◆ **To do**
Filter these entries, keeping only lines that hold the word "crate".

::::::::

//! # Ledger Model
//!
//! Outputs carry a native value and optionally token data: a category, a
//! fungible amount, and at most one NFT with a capability and a commitment.
//! There is no mutation anywhere in this model; state changes by spending an
//! output and creating a new one in the same transaction.

use serde::{Deserialize, Serialize};

use crate::common::identifiers::{CategoryId, Outpoint};

/// NFT capability class
#[derive(Debug, Clone, Copy, PartialEq, Eq, Hash, Serialize, Deserialize)]
pub enum Capability {
    /// Sole authority to grow or shrink the category's supply
    Minting,
    /// Plain state token
    None,
}

/// Where an output is locked
///
/// Address encoding is out of scope, so holder locks are opaque bytecode.
#[derive(Debug, Clone, PartialEq, Eq, Hash, Serialize, Deserialize)]
pub enum Destination {
    /// Locked by the facet covenant itself
    Covenant,
    /// Locked to a holder's opaque locking bytecode
    Holder(Vec<u8>),
}

impl Destination {
    pub fn holder(bytecode: impl Into<Vec<u8>>) -> Self {
        Self::Holder(bytecode.into())
    }

    pub fn is_covenant(&self) -> bool {
        matches!(self, Self::Covenant)
    }
}

impl std::fmt::Display for Destination {
    fn fmt(&self, f: &mut std::fmt::Formatter<'_>) -> std::fmt::Result {
        match self {
            Self::Covenant => write!(f, "covenant"),
            Self::Holder(bytes) => write!(f, "holder(0x{})", hex::encode(bytes)),
        }
    }
}

/// Non-fungible half of token data
#[derive(Debug, Clone, PartialEq, Eq, Hash, Serialize, Deserialize)]
pub struct Nft {
    pub capability: Capability,
    pub commitment: Vec<u8>,
}

/// Token data attached to an output
#[derive(Debug, Clone, PartialEq, Eq, Hash, Serialize, Deserialize)]
pub struct TokenData {
    pub category: CategoryId,
    /// Fungible balance of `category` carried by the output
    pub amount: u64,
    pub nft: Option<Nft>,
}

impl TokenData {
    /// NFT without fungible balance
    pub fn nft(category: CategoryId, capability: Capability, commitment: Vec<u8>) -> Self {
        Self {
            category,
            amount: 0,
            nft: Some(Nft {
                capability,
                commitment,
            }),
        }
    }

    /// Fungible balance without NFT
    pub fn fungible(category: CategoryId, amount: u64) -> Self {
        Self {
            category,
            amount,
            nft: None,
        }
    }

    pub fn is_minting(&self) -> bool {
        matches!(
            self.nft,
            Some(Nft {
                capability: Capability::Minting,
                ..
            })
        )
    }
}

/// Transaction output
#[derive(Debug, Clone, PartialEq, Eq, Hash, Serialize, Deserialize)]
pub struct Output {
    pub destination: Destination,
    pub value: u64,
    pub token: Option<TokenData>,
}

impl Output {
    /// Plain value transfer
    pub fn payment(destination: Destination, value: u64) -> Self {
        Self {
            destination,
            value,
            token: None,
        }
    }

    /// Output carrying token data
    pub fn with_token(destination: Destination, value: u64, token: TokenData) -> Self {
        Self {
            destination,
            value,
            token: Some(token),
        }
    }

    pub fn nft(&self) -> Option<&Nft> {
        self.token.as_ref().and_then(|t| t.nft.as_ref())
    }

    pub fn category(&self) -> Option<CategoryId> {
        self.token.as_ref().map(|t| t.category)
    }

    /// Fungible amount of `category` carried by this output
    pub fn fungible_amount(&self, category: &CategoryId) -> u64 {
        match &self.token {
            Some(token) if &token.category == category => token.amount,
            _ => 0,
        }
    }

    /// True when the output carries neither value nor tokens
    pub fn is_empty(&self) -> bool {
        self.value == 0 && self.token.is_none()
    }
}

/// Unspent output together with its location
#[derive(Debug, Clone, PartialEq, Eq, Hash, Serialize, Deserialize)]
pub struct Utxo {
    pub outpoint: Outpoint,
    pub output: Output,
}

impl Utxo {
    pub fn new(outpoint: Outpoint, output: Output) -> Self {
        Self { outpoint, output }
    }
}

/// Fully specified transaction
///
/// Inputs embed the outputs they spend so validation never needs a lookup.
#[derive(Debug, Clone, PartialEq, Eq, Serialize, Deserialize)]
pub struct Transaction {
    pub inputs: Vec<Utxo>,
    pub outputs: Vec<Output>,
    pub fee: u64,
}

impl Transaction {
    /// Sum of native input value, `None` on overflow
    pub fn input_value(&self) -> Option<u64> {
        self.inputs
            .iter()
            .try_fold(0u64, |acc, utxo| acc.checked_add(utxo.output.value))
    }

    /// Sum of native output value, `None` on overflow
    pub fn output_value(&self) -> Option<u64> {
        self.outputs
            .iter()
            .try_fold(0u64, |acc, output| acc.checked_add(output.value))
    }
}

#[cfg(test)]
mod tests {
    use super::*;

    #[test]
    fn test_fungible_amount_only_counts_matching_category() {
        let usd = CategoryId::new([1; 32]);
        let other = CategoryId::new([2; 32]);
        let output = Output::with_token(
            Destination::holder(vec![0x51]),
            0,
            TokenData::fungible(usd, 500),
        );
        assert_eq!(output.fungible_amount(&usd), 500);
        assert_eq!(output.fungible_amount(&other), 0);
    }

    #[test]
    fn test_minting_detection() {
        let token = TokenData::nft(CategoryId::new([3; 32]), Capability::Minting, vec![]);
        assert!(token.is_minting());
        let token = TokenData::nft(CategoryId::new([3; 32]), Capability::None, vec![1]);
        assert!(!token.is_minting());
    }

    #[test]
    fn test_output_serializes_to_json() {
        let output = Output::payment(Destination::Covenant, 42);
        let json = serde_json::to_string(&output).unwrap();
        let back: Output = serde_json::from_str(&json).unwrap();
        assert_eq!(back, output);
    }
}
//! Pool liquidity, swaps and fee collection
//!
//! The pool registry's native value is its dust, reserve0 and the native fee
//! pot. The quote vault holds reserve1 and the quote fee pot. The pool state
//! token tracks the reserves, so each pot is whatever sits above them.

use facet_codec::{Facet, FeeCheckpoint, PoolState, Position, RegistryEntry};
use facet_types::{CovenantError, CovenantResult, Destination};
use tracing::debug;

use crate::draft::{total, Context, TransitionDraft};
use crate::tokens::{Held, InputSet};

struct PoolInputs {
    registry: Held<RegistryEntry>,
    state: Held<PoolState>,
    vault: Option<Held<u64>>,
}

impl PoolInputs {
    fn take(inputs: &mut InputSet) -> CovenantResult<Self> {
        let registry = inputs.registry(Facet::Pool)?;
        registry.ensure_active()?;
        Ok(Self {
            registry,
            state: inputs.state()?,
            vault: inputs.quote_vault(),
        })
    }

    fn vault_balance(&self) -> u64 {
        self.vault.as_ref().map_or(0, |held| held.value)
    }

    /// Fee pots above the tracked reserves
    fn pots(&self, cx: &Context<'_>) -> CovenantResult<(u64, u64)> {
        let reserve0 = cx.reserve_of(&self.registry);
        let reserve1 = self.vault_balance();
        let pot0 = reserve0.checked_sub(self.state.value.reserve0);
        let pot1 = reserve1.checked_sub(self.state.value.reserve1);
        match (pot0, pot1) {
            (Some(pot0), Some(pot1)) => Ok((pot0, pot1)),
            _ => Err(CovenantError::invalid(format!(
                "pool balances ({}, {}) below tracked reserves ({}, {})",
                reserve0, reserve1, self.state.value.reserve0, self.state.value.reserve1
            ))),
        }
    }

    /// Consume registry, state and vault; recreate them moved by the given deltas
    fn settle(
        &self,
        cx: &Context<'_>,
        draft: &mut TransitionDraft,
        next: &PoolState,
        native: i128,
        quote: i128,
    ) -> CovenantResult<()> {
        draft.move_reserve(cx, &self.registry, native)?;
        draft.move_vault(cx, self.vault.as_ref(), quote)?;
        draft.spend(&self.state);
        draft.emit(cx.state_output(Facet::Pool, next, Destination::Covenant));
        Ok(())
    }
}

fn ensure_pot(pot: u64, owed: u64) -> CovenantResult<()> {
    if owed > pot {
        return Err(CovenantError::InsufficientReserve {
            available: pot,
            required: owed,
        });
    }
    Ok(())
}

/// Deposit `amount0` native and `amount1` quote into `[tick_lower, tick_upper)`
pub fn add_liquidity(
    cx: &Context<'_>,
    inputs: &mut InputSet,
    amount0: u64,
    amount1: u64,
    tick_lower: i32,
    tick_upper: i32,
    holder: Destination,
) -> CovenantResult<TransitionDraft> {
    let ledger = &cx.deployment.params.pool;
    ledger.domain().validate_range(tick_lower, tick_upper)?;

    let pool = PoolInputs::take(inputs)?;
    pool.pots(cx)?;
    let deposit = ledger.add_liquidity(&pool.state.value, amount0, amount1, tick_lower, tick_upper)?;

    let mut draft = TransitionDraft::new();
    pool.settle(
        cx,
        &mut draft,
        &deposit.state,
        i128::from(amount0),
        i128::from(amount1),
    )?;
    draft.emit(cx.state_output(Facet::Pool, &deposit.position, holder.clone()));
    draft.emit(cx.state_output(Facet::Pool, &deposit.checkpoint, holder));
    Ok(draft)
}

/// Burn a position and its checkpoint for the reserve share plus uncollected fees
pub fn remove_liquidity(
    cx: &Context<'_>,
    inputs: &mut InputSet,
    payout: Destination,
) -> CovenantResult<TransitionDraft> {
    let pool = PoolInputs::take(inputs)?;
    let position: Held<Position> = inputs.state()?;
    let checkpoint: Held<FeeCheckpoint> = inputs.state()?;
    let (pot0, pot1) = pool.pots(cx)?;

    let withdrawal = cx.deployment.params.pool.remove_liquidity(
        &pool.state.value,
        &position.value,
        &checkpoint.value,
    )?;
    ensure_pot(pot0, withdrawal.fees0)?;
    ensure_pot(pot1, withdrawal.fees1)?;
    let total0 = withdrawal.total0()?;
    let total1 = withdrawal.total1()?;

    let mut draft = TransitionDraft::new();
    pool.settle(
        cx,
        &mut draft,
        &withdrawal.state,
        -i128::from(total0),
        -i128::from(total1),
    )?;
    draft.spend(&position);
    draft.spend(&checkpoint);
    draft.pay(
        cx,
        payout,
        total("payout", &[total0, position.attached(), checkpoint.attached()])?,
        total1,
    );
    Ok(draft)
}

/// Swap `amount_in` of one leg for the other, fee retained by the pool
pub fn swap(
    cx: &Context<'_>,
    inputs: &mut InputSet,
    zero_for_one: bool,
    amount_in: u64,
    min_amount_out: u64,
    recipient: Destination,
) -> CovenantResult<TransitionDraft> {
    let pool = PoolInputs::take(inputs)?;
    pool.pots(cx)?;
    let outcome = cx.deployment.params.pool.swap(
        &pool.state.value,
        zero_for_one,
        amount_in,
        min_amount_out,
    )?;
    let amount_in = i128::from(outcome.quote.amount_in);
    let amount_out = outcome.quote.amount_out;

    let mut draft = TransitionDraft::new();
    if zero_for_one {
        pool.settle(cx, &mut draft, &outcome.state, amount_in, -i128::from(amount_out))?;
        draft.pay(cx, recipient, 0, amount_out);
    } else {
        pool.settle(cx, &mut draft, &outcome.state, -i128::from(amount_out), amount_in)?;
        draft.pay(cx, recipient, amount_out, 0);
    }
    debug!(
        zero_for_one,
        amount_out,
        fee = outcome.quote.fee,
        "Swap drafted"
    );
    Ok(draft)
}

/// Pay fees earned since the checkpoint and advance it; the position is untouched
pub fn collect(
    cx: &Context<'_>,
    inputs: &mut InputSet,
    payout: Destination,
) -> CovenantResult<TransitionDraft> {
    let pool = PoolInputs::take(inputs)?;
    let position: Held<Position> = inputs.state()?;
    let checkpoint: Held<FeeCheckpoint> = inputs.state()?;
    let (pot0, pot1) = pool.pots(cx)?;

    let collection =
        cx.deployment
            .params
            .pool
            .collect(&pool.state.value, &position.value, &checkpoint.value)?;
    ensure_pot(pot0, collection.fees0)?;
    ensure_pot(pot1, collection.fees1)?;

    let mut draft = TransitionDraft::new();
    pool.settle(
        cx,
        &mut draft,
        &pool.state.value,
        -i128::from(collection.fees0),
        -i128::from(collection.fees1),
    )?;
    draft.spend(&position);
    draft.spend(&checkpoint);
    draft.emit(cx.state_output(
        Facet::Pool,
        &position.value,
        position.utxo.output.destination.clone(),
    ));
    draft.emit(cx.state_output(
        Facet::Pool,
        &collection.checkpoint,
        checkpoint.utxo.output.destination.clone(),
    ));
    draft.pay(cx, payout, collection.fees0, collection.fees1);
    Ok(draft)
}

::::::::

◆ **Response**
use crate::common::identifiers::{CategoryId, Outpoint};
use crate::draft::{total, Context, TransitionDraft};
use crate::tokens::{Held, InputSet};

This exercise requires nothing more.